INSTRUCTIONS TO FOLLOW: Print every one of the records verbatim, omitting nothing.

PROVIDED INFORMATION:
################

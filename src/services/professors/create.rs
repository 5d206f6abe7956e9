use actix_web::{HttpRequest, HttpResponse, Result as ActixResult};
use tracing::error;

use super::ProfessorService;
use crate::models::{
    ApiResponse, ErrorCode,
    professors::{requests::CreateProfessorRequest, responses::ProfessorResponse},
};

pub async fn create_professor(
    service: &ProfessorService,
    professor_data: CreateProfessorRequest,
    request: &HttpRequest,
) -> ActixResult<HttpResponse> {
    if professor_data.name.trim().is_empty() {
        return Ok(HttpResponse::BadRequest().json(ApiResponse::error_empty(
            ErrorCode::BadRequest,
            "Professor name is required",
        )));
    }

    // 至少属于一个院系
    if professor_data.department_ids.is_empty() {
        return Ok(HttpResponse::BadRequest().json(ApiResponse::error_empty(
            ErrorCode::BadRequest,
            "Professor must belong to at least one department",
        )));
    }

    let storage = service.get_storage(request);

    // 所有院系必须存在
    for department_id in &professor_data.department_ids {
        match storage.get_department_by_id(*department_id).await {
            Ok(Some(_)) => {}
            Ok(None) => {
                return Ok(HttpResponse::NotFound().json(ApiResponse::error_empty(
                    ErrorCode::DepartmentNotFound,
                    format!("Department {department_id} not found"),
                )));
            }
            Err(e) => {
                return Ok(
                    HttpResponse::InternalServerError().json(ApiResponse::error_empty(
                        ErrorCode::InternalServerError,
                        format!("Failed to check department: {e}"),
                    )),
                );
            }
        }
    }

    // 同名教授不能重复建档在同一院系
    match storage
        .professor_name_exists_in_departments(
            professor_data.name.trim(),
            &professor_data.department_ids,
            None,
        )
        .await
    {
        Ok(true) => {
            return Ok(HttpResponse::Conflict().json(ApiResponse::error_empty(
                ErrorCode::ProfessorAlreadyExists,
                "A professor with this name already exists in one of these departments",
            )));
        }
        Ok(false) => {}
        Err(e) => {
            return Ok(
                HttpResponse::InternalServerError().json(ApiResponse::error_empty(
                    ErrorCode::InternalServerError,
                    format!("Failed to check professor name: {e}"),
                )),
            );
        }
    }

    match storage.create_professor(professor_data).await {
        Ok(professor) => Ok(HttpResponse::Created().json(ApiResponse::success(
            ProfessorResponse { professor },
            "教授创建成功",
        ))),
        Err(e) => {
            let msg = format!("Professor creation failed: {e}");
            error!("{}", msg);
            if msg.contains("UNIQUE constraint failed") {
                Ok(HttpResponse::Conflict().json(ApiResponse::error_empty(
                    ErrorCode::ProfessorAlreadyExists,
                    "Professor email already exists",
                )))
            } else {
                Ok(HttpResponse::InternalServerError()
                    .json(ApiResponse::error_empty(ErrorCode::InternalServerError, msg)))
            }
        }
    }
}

################

RESULT FOR THIS TASK:
filename src/services/professors/create.rs
repository 5d206f6abe7956e9
use actix_web::{HttpRequest, HttpResponse, Result as ActixResult};
use tracing::error;

use super::ProfessorService;
use crate::models::{
    ApiResponse, ErrorCode,
    professors::{requests::CreateProfessorRequest, responses::ProfessorResponse},
};

pub async fn create_professor(
    service: &ProfessorService,
    professor_data: CreateProfessorRequest,
    request: &HttpRequest,
) -> ActixResult<HttpResponse> {
    if professor_data.name.trim().is_empty() {
        return Ok(HttpResponse::BadRequest().json(ApiResponse::error_empty(
            ErrorCode::BadRequest,
            "Professor name is required",
        )));
    }

    // 至少属于一个院系
    if professor_data.department_ids.is_empty() {
        return Ok(HttpResponse::BadRequest().json(ApiResponse::error_empty(
            ErrorCode::BadRequest,
            "Professor must belong to at least one department",
        )));
    }

    let storage = service.get_storage(request);

    // 所有院系必须存在
    for department_id in &professor_data.department_ids {
        match storage.get_department_by_id(*department_id).await {
            Ok(Some(_)) => {}
            Ok(None) => {
                return Ok(HttpResponse::NotFound().json(ApiResponse::error_empty(
                    ErrorCode::DepartmentNotFound,
                    format!("Department {department_id} not found"),
                )));
            }
            Err(e) => {
                return Ok(
                    HttpResponse::InternalServerError().json(ApiResponse::error_empty(
                        ErrorCode::InternalServerError,
                        format!("Failed to check department: {e}"),
                    )),
                );
            }
        }
    }

    // 同名教授不能重复建档在同一院系
    match storage
        .professor_name_exists_in_departments(
            professor_data.name.trim(),
            &professor_data.department_ids,
            None,
        )
        .await
    {
        Ok(true) => {
            return Ok(HttpResponse::Conflict().json(ApiResponse::error_empty(
                ErrorCode::ProfessorAlreadyExists,
                "A professor with this name already exists in one of these departments",
            )));
        }
        Ok(false) => {}
        Err(e) => {
            return Ok(
                HttpResponse::InternalServerError().json(ApiResponse::error_empty(
                    ErrorCode::InternalServerError,
                    format!("Failed to check professor name: {e}"),
                )),
            );
        }
    }

    match storage.create_professor(professor_data).await {
        Ok(professor) => Ok(HttpResponse::Created().json(ApiResponse::success(
            ProfessorResponse { professor },
            "教授创建成功",
        ))),
        Err(e) => {
            let msg = format!("Professor creation failed: {e}");
            error!("{}", msg);
            if msg.contains("UNIQUE constraint failed") {
                Ok(HttpResponse::Conflict().json(ApiResponse::error_empty(
                    ErrorCode::ProfessorAlreadyExists,
                    "Professor email already exists",
                )))
            } else {
                Ok(HttpResponse::InternalServerError()
                    .json(ApiResponse::error_empty(ErrorCode::InternalServerError, msg)))
            }
        }
    }
}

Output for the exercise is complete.